I truly didn’t know Marcela decided to leave without Jennifer, to start a new life after all of this mess had happened and Jennifer had to start working at a grocery store to sustain herself and buy food. For an entire month, she lived in her mother’s old apartment, barely paying bills and barely eating enough. She had to drop out of school to work more hours, and could never see her friends anymore. For the longest time, Jennifer felt lost. Her mother had gotten involved with the wrong people, the type of people that cared too much about the things that you own and you show off instead of the things that matter. Society had completely failed her. She loathed everybody, as well as her mother. She realizes that to so many people, money was more important than your own family.

This information came to me as a surprise, as I thought her mother had left the country with her, I finally realized that people like me, socialites who care about nothing but the way people dress and how expensive they can make their life look

had ruined the lives of so many other people, caught in the rocks of this madness, the hard-working social classes that get trampled by us. When I finally found out that Jennifer had been living on her own and sustaining herself for random months I decided to take her in. It wasn’t an easy choice, but I thought that it was the best thing to do after I participated in ruining her life, by separating her from her father and offering money to her mother and forcing her to decide between her child and financial stability, I felt completely responsible and I knew that if I took her in, it would be with a lot of love and she would get to meet her half-sisters and brothers and that it was a step in the right direction, for a better future where social classes weren’t as separated and money wasn’t the only thing on my mind, I thought this was something important that I owed Jenifer.
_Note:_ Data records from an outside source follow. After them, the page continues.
//! Retry and backoff scheduling
//!
//! All retry decisions are made here. Failed URLs are held in a single
//! min-heap keyed by due time and serviced by one loop in the orchestrator.

use crate::crawler::frontier::UrlRecord;
use serde::{Deserialize, Serialize};
use std::cmp::Ordering;
use std::collections::{BinaryHeap, HashMap};
use std::time::{Duration, Instant};

/// Upper bound on a single backoff delay
const MAX_BACKOFF: Duration = Duration::from_secs(24 * 60 * 60);

/// Retry policy attached to a failure
#[derive(Debug, Clone, Copy, PartialEq, Eq, Serialize, Deserialize)]
#[serde(rename_all = "snake_case")]
pub enum RetryAction {
    Retry,
    RetryOnce,
    ThrottleAndRetry,
}

/// A URL waiting for its backoff to expire
#[derive(Debug, Clone)]
pub struct RetryEntry {
    pub url: String,
    pub depth: u32,
    /// 1-based attempt number this retry will be
    pub attempt: u32,
    pub due: Instant,
    pub action: RetryAction,
}

// Earliest due time pops first from the max-heap
impl Ord for RetryEntry {
    fn cmp(&self, other: &Self) -> Ordering {
        other
            .due
            .cmp(&self.due)
            .then_with(|| other.url.cmp(&self.url))
    }
}

impl PartialOrd for RetryEntry {
    fn partial_cmp(&self, other: &Self) -> Option<Ordering> {
        Some(self.cmp(other))
    }
}

impl PartialEq for RetryEntry {
    fn eq(&self, other: &Self) -> bool {
        self.due == other.due && self.url == other.url
    }
}

impl Eq for RetryEntry {}

/// Outcome of asking the scheduler to retry a URL
#[derive(Debug, Clone, Copy, PartialEq, Eq)]
pub enum RetryDecision {
    Scheduled { due: Instant, attempt: u32 },
    /// Retry budget exhausted; the caller marks the URL visited
    Dropped,
}

/// Persisted form of a scheduled retry; the due time is stored as the
/// remaining delay in seconds
#[derive(Debug, Clone, PartialEq, Serialize, Deserialize)]
pub struct ScheduledRetry {
    pub url: String,
    pub depth: u32,
    pub attempt: u32,
    pub action: RetryAction,
    pub remaining_secs: f64,
}

#[derive(Debug)]
pub struct RetryScheduler {
    heap: BinaryHeap<RetryEntry>,
    counts: HashMap<String, u32>,
    max_retries: u32,
    backoff_factor: f64,
}

impl RetryScheduler {
    pub fn new(max_retries: u32, backoff_factor: f64) -> Self {
        Self {
            heap: BinaryHeap::new(),
            counts: HashMap::new(),
            max_retries,
            backoff_factor,
        }
    }

    /// Decides whether a failed URL gets another attempt
    ///
    /// # Arguments
    ///
    /// * `retry_after` - Base delay before the first retry
    /// * `now` - The current time instant
    ///
    /// # Returns
    ///
    /// `Scheduled` with the due time, or `Dropped` if the per-URL cap is
    /// reached or a `RetryOnce` URL fails a second time.
    pub fn schedule(
        &mut self,
        record: UrlRecord,
        action: RetryAction,
        retry_after: Duration,
        now: Instant,
    ) -> RetryDecision {
        let previous = self.counts.get(&record.url).copied().unwrap_or(0);

        if previous >= self.max_retries {
            tracing::debug!(
                "Retry budget exhausted for {} after {} attempts",
                record.url,
                previous
            );
            return RetryDecision::Dropped;
        }

        if action == RetryAction::RetryOnce && previous > 0 {
            tracing::debug!("Second failure for retry-once URL {}", record.url);
            return RetryDecision::Dropped;
        }

        let attempt = previous + 1;
        self.counts.insert(record.url.clone(), attempt);

        let due = now + self.backoff(retry_after, previous);
        self.heap.push(RetryEntry {
            url: record.url,
            depth: record.depth,
            attempt,
            due,
            action,
        });

        RetryDecision::Scheduled { due, attempt }
    }

    /// `retry_after * backoff_factor^previous_attempts`, capped at one day
    pub fn backoff(&self, retry_after: Duration, previous_attempts: u32) -> Duration {
        let factor = self.backoff_factor.powi(previous_attempts as i32);
        Duration::try_from_secs_f64(retry_after.as_secs_f64() * factor)
            .unwrap_or(MAX_BACKOFF)
            .min(MAX_BACKOFF)
    }

    /// Removes and returns every entry due at or before `now`
    pub fn pop_due(&mut self, now: Instant) -> Vec<RetryEntry> {
        let mut due = Vec::new();
        while self.heap.peek().map_or(false, |e| e.due <= now) {
            if let Some(entry) = self.heap.pop() {
                due.push(entry);
            }
        }
        due
    }

    /// Due time of the earliest entry
    pub fn next_due(&self) -> Option<Instant> {
        self.heap.peek().map(|e| e.due)
    }

    pub fn is_empty(&self) -> bool {
        self.heap.is_empty()
    }

    pub fn len(&self) -> usize {
        self.heap.len()
    }

    pub fn retry_count(&self, url: &str) -> u32 {
        self.counts.get(url).copied().unwrap_or(0)
    }

    pub fn retry_counts(&self) -> HashMap<String, u32> {
        self.counts.clone()
    }

    pub fn restore_counts(&mut self, counts: HashMap<String, u32>) {
        self.counts = counts;
    }

    /// Scheduled entries relative to `now`, soonest first
    pub fn scheduled(&self, now: Instant) -> Vec<ScheduledRetry> {
        let mut entries: Vec<&RetryEntry> = self.heap.iter().collect();
        entries.sort_by(|a, b| b.cmp(a));
        entries
            .into_iter()
            .map(|e| ScheduledRetry {
                url: e.url.clone(),
                depth: e.depth,
                attempt: e.attempt,
                action: e.action,
                remaining_secs: e.due.saturating_duration_since(now).as_secs_f64(),
            })
            .collect()
    }
}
For the longest time, I always thought about money and my image and the way that every other person saw me, and now after seeing her situation, I realized that this was the most important thing in life, that it goes deeper than that, and also that what really matters was the love and passion for those that you have around you and for the things that you want to do, the things that you want to achieve. And that is why I decided to start making better decisions for a better future not only for myself but to my lovely children Esteban, Julieth, and Paloma, who were also the victims of this madness, to understand them better and support every decision they make in their lives that makes them happy, and also to my lovely country of Colombia, and most importantly for the rest people that still live behind the glass bubble that blinds them from the reality of the world and stop them from realizing that money won’t make you happy if you are not in the first place.